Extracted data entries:
= = = =

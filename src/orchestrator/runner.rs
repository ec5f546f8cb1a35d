//! Per-target retry runner
//!
//! Drives a single target through the provider lifecycle, retrying failed
//! attempts with a linear backoff, and produces the terminal outcome.

use crate::orchestrator::{Orchestrator, Target, TargetOutcome};
use crate::provider::{ProviderError, ProviderResult, ScrapeProvider, ScrapeRequest, ScrapeResult};
use tokio::time::{sleep, Instant};

/// Fallback message when a provider reports failure without saying why
const UNSPECIFIED_FAILURE: &str = "Scrape reported failure";

impl Orchestrator {
    /// Runs one target to success or to exhaustion of its attempts
    ///
    /// Every failure (unknown provider, initialization error, scrape error or
    /// a result flagged unsuccessful) is retried the same way: after attempt
    /// `n` fails the runner sleeps `n * retry_backoff` before attempt `n + 1`.
    /// No error escapes: the returned outcome carries either the result or
    /// the last attempt's error.
    pub async fn run_with_retry(&self, target: &Target) -> TargetOutcome {
        let started = Instant::now();
        let max_attempts = self.options.retries.max(1);

        let mut attempt = 0;
        loop {
            attempt += 1;
            tracing::info!(
                target_id = %target.id,
                target_name = %target.name,
                provider = %target.provider_type,
                attempt,
                max_attempts,
                "Starting scrape attempt"
            );

            match self.attempt(target).await {
                Ok(result) => {
                    self.persist(target, &result).await;

                    let outcome =
                        TargetOutcome::succeeded(target, attempt, elapsed_ms(started), result);
                    tracing::info!(
                        target_id = %target.id,
                        target_name = %target.name,
                        attempt,
                        sub_resources = outcome.sub_resources_scraped.unwrap_or(0),
                        availability_records = outcome.availability_records.unwrap_or(0),
                        "Scrape succeeded"
                    );
                    return outcome;
                }
                Err(error) if attempt < max_attempts => {
                    let backoff = self.options.backoff_after(attempt);
                    tracing::warn!(
                        target_id = %target.id,
                        target_name = %target.name,
                        attempt,
                        backoff_ms = backoff.as_millis() as u64,
                        error = %error,
                        "Scrape attempt failed, retrying"
                    );
                    sleep(backoff).await;
                }
                Err(error) => {
                    tracing::error!(
                        target_id = %target.id,
                        target_name = %target.name,
                        attempts = attempt,
                        error = %error,
                        "Scrape failed, attempts exhausted"
                    );
                    return TargetOutcome::failed(
                        target,
                        attempt,
                        elapsed_ms(started),
                        error.to_string(),
                    );
                }
            }
        }
    }

    /// One attempt: fresh provider, initialize, scrape, cleanup
    async fn attempt(&self, target: &Target) -> ProviderResult<ScrapeResult> {
        let mut provider = self
            .factory
            .create(&target.provider_type)
            .ok_or_else(|| ProviderError::NotFound(target.provider_type.clone()))?;

        let scraped = self.drive(provider.as_mut(), target).await;

        // Cleanup errors never replace the attempt's own outcome
        if let Err(e) = provider.cleanup().await {
            tracing::warn!(
                target_id = %target.id,
                target_name = %target.name,
                error = %e,
                "Provider cleanup failed"
            );
        }

        let result = scraped?;
        if !result.is_success() {
            let message = result
                .metadata
                .error
                .clone()
                .unwrap_or_else(|| UNSPECIFIED_FAILURE.to_string());
            return Err(ProviderError::Reported(message));
        }

        Ok(result)
    }

    async fn drive(
        &self,
        provider: &mut dyn ScrapeProvider,
        target: &Target,
    ) -> ProviderResult<ScrapeResult> {
        provider.initialize().await?;
        let request = self.build_request(target);
        provider.scrape(&request).await
    }

    /// Builds the provider request for a target and the run's date window
    pub fn build_request(&self, target: &Target) -> ScrapeRequest {
        ScrapeRequest {
            target_id: target.id.clone(),
            target_name: target.name.clone(),
            url: target.url.clone(),
            date_range: self.options.date_range,
            sub_resources: target.sub_resources.clone(),
        }
    }

    /// Hands a successful result to the persistence sink, absorbing failures
    async fn persist(&self, target: &Target, result: &ScrapeResult) {
        if !self.options.save_to_database {
            return;
        }

        let Some(persistence) = &self.persistence else {
            tracing::debug!(
                target_name = %target.name,
                "Saving enabled but no persistence sink attached"
            );
            return;
        };

        match persistence
            .save_scrape_result(result, &target.name, &target.url, &target.provider_type)
            .await
        {
            Ok(receipt) => tracing::debug!(
                target_name = %target.name,
                property_id = %receipt.property_id,
                sub_resources = receipt.sub_resource_ids.len(),
                "Saved scrape result"
            ),
            Err(e) => tracing::error!(
                target_id = %target.id,
                target_name = %target.name,
                error = %e,
                "Failed to save scrape result"
            ),
        }
    }
}

fn elapsed_ms(since: Instant) -> u64 {
    since.elapsed().as_millis() as u64
}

= = = =

Please go through the data and copy each line containing the word "message".

RESULT BELOW:
/// Fallback message when a provider reports failure without saying why
            let message = result
            return Err(ProviderError::Reported(message));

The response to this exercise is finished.